CURTAIN

I look in the mirror and the person staring back isn’t the person i expected to be. I didn’t think I’d be who i am today, I always expected that at this stage in life i’d be greater or achieved more , at least a little more than I have now. I can hardly look myself in the eyes ; surrounded by mascara stained cheeks. I seem to always have this constant battle of who I am vs who I want to be.

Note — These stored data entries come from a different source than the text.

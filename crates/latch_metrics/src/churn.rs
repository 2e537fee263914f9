//! Per-alias churn counters for pooled objects

use std::collections::HashMap;

use crate::{Churn, ChurnEvent};

pub struct ChurnCounter {
    counters: HashMap<String, Churn>,
}

impl ChurnCounter {
    pub fn new() -> Self {
        Self {
            counters: HashMap::new(),
        }
    }

    pub fn record(&mut self, alias: &str, event: ChurnEvent) {
        let churn = self.counters.entry(alias.to_string()).or_default();
        match event {
            ChurnEvent::Created => churn.created += 1,
            ChurnEvent::Acquired => churn.acquired += 1,
            ChurnEvent::Released => churn.released += 1,
            ChurnEvent::Destroyed => churn.destroyed += 1,
        }
    }

    pub fn get(&self, alias: &str) -> Churn {
        self.counters.get(alias).copied().unwrap_or_default()
    }

    /// Sum over every alias seen so far.
    pub fn total(&self) -> Churn {
        self.counters.values().fold(Churn::default(), |acc, c| Churn {
            created: acc.created + c.created,
            acquired: acc.acquired + c.acquired,
            released: acc.released + c.released,
            destroyed: acc.destroyed + c.destroyed,
        })
    }

    pub fn reset(&mut self, alias: &str) {
        self.counters.remove(alias);
    }

    pub fn reset_all(&mut self) {
        self.counters.clear();
    }

    pub fn iter(&self) -> impl Iterator<Item = (&String, &Churn)> {
        self.counters.iter()
    }
}

impl Default for ChurnCounter {
    fn default() -> Self {
        Self::new()
    }
}
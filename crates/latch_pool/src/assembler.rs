//! Builds entity trees from registered configurations.
//!
//! Assembly is depth first: the entity is acquired and configured, its units
//! are attached in order, then every child is assembled as a nested request,
//! then the renderer. Each object assembled here subscribes a one-shot
//! listener that hands it back to its pool once it is recycled.

use crate::pool::{EntityConfiguration, Growth, PoolError, Request};
use crate::{Args, EntityId, PoolRegistry, UnitId};
use tracing::{debug, warn};

pub struct Assembler<'r> {
    registry: &'r mut PoolRegistry,
}

impl<'r> Assembler<'r> {
    pub fn new(registry: &'r mut PoolRegistry) -> Self {
        Self { registry }
    }

    /// Assemble from idle instances; uncapped child types may construct.
    pub fn get(&mut self, alias: &str, args: Option<&Args>) -> Result<EntityId, PoolError> {
        self.assemble(alias, args, Request::Direct, Growth::Capped)
    }

    /// Like [`get`](Self::get), but capped collections may grow for this call.
    pub fn create(&mut self, alias: &str, args: Option<&Args>) -> Result<EntityId, PoolError> {
        self.assemble(alias, args, Request::Direct, Growth::Unbounded)
    }

    /// Assemble the entity tree described by configuration `alias`.
    ///
    /// `args` are merged over the configuration's hard arguments, top-level
    /// keys only. On failure every object acquired by this call is returned
    /// to its pool before the error is reported.
    pub fn assemble(
        &mut self,
        alias: &str,
        args: Option<&Args>,
        request: Request,
        growth: Growth,
    ) -> Result<EntityId, PoolError> {
        let configuration = self
            .registry
            .entities
            .resolve_configuration(alias, request, growth)?
            .clone();
        let id = self.registry.entities.acquire(configuration.type_alias())?;
        let uid = self.registry.entities.prepare(id, alias)?;
        debug!(alias, %id, %uid, ?request, ?growth, "assembling entity");

        if let Err(err) = self.furnish(id, &configuration, args, growth) {
            if let Err(rollback) = self.registry.abandon(id) {
                warn!(alias, %id, error = %rollback, "failed to roll back partial assembly");
            }
            return Err(err);
        }

        self.registry
            .entities
            .on_recycle(id, |registry: &mut PoolRegistry, id| registry.entities.release(id))?;
        Ok(id)
    }

    fn furnish(
        &mut self,
        id: EntityId,
        configuration: &EntityConfiguration,
        args: Option<&Args>,
        growth: Growth,
    ) -> Result<(), PoolError> {
        if !configuration.children().is_empty() && !self.registry.entities.object(id)?.is_container() {
            return Err(PoolError::NotAContainer {
                alias: configuration.type_alias().to_string(),
            });
        }

        let merged = Args::merged(configuration.hard_args(), args);
        self.registry
            .entities
            .object_mut(id)?
            .configure(&merged)
            .map_err(|source| PoolError::Configure {
                type_id: configuration.type_alias().to_string(),
                source,
            })?;

        for entry in configuration.units() {
            let unit = self.get_unit(&entry.alias, entry.args.as_ref())?;
            if let Err(err) = self.registry.attach_unit(id, unit) {
                self.discard_unit(&entry.alias, unit);
                return Err(err);
            }
        }

        for entry in configuration.children() {
            let child = self.assemble(&entry.alias, entry.args.as_ref(), Request::Nested, growth)?;
            if let Err(err) = self.registry.add_child(id, child) {
                if let Err(rollback) = self.registry.abandon(child) {
                    warn!(
                        alias = %entry.alias,
                        id = %child,
                        error = %rollback,
                        "failed to roll back unattached child"
                    );
                }
                return Err(err);
            }
        }

        if let Some(entry) = configuration.renderer() {
            let renderer = self.get_unit(&entry.alias, entry.args.as_ref())?;
            if let Err(err) = self.registry.set_renderer(id, renderer) {
                self.discard_unit(&entry.alias, renderer);
                return Err(err);
            }
        }
        Ok(())
    }

    /// Hand back a unit that never made it onto its entity.
    fn discard_unit(&mut self, alias: &str, id: UnitId) {
        if let Err(rollback) = self.registry.recycle_unit(id) {
            warn!(alias, %id, error = %rollback, "failed to roll back unattached unit");
        }
    }

    /// Acquire and configure a unit from configuration `alias`.
    ///
    /// The unit is not attached to anything yet; the caller decides where it
    /// goes.
    pub fn get_unit(&mut self, alias: &str, args: Option<&Args>) -> Result<UnitId, PoolError> {
        let units = &mut self.registry.units;
        let configuration = units.resolve_configuration(alias)?.clone();
        let id = units.acquire(configuration.type_alias())?;
        let uid = units.prepare(id, alias)?;

        let merged = Args::merged(configuration.args(), args);
        if let Err(source) = units.object_mut(id)?.configure(&merged) {
            if let Err(rollback) = units.release(id) {
                warn!(alias, %id, error = %rollback, "failed to release misconfigured unit");
            }
            return Err(PoolError::Configure {
                type_id: configuration.type_alias().to_string(),
                source,
            });
        }

        units.on_recycle(id, |registry: &mut PoolRegistry, id| registry.units.release(id))?;
        debug!(alias, %id, %uid, "assembled unit");
        Ok(id)
    }
}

You know those cries in the shower that don’t seem like cries because the water becomes one with your tears as you bathe in your despairs so it just feels like a release of negativity
of all things hurtful all the things that break you down as you break down because of the struggles
the struggles of every day life that you can’t seem to wash away no matter how much you release it still haunts you it still comes back it still remains if it’s not one thing it’s the other and when it’s one thing and the other and it becomes overbearing and you can’t take it anymore all you can do is get in the shower and release
hoping to wash away the grime of the world all the filth clogging up the pores of your sanity blocking your mind from being cleansed so now it’s just filled with everything everything and anything
everything you ever wanted is in the back of your mind as you struggle to wash away the debris blocking your dreams from coming true all the negativity in the way hindering you from freeing yourself and becoming who you want and need
So you take a shower and rid yourself of life’s toxins washing them away as often as much as you need to with the hopes that one day when you look in the mirror you’ll see the reflection you dreamed of staring back at you with clear eyes the same clear eyes the world sees you with because when they look at you they don’t see the person behind that shower curtain they see the post shower facade the one that was created when you dried away the remnants of your shower.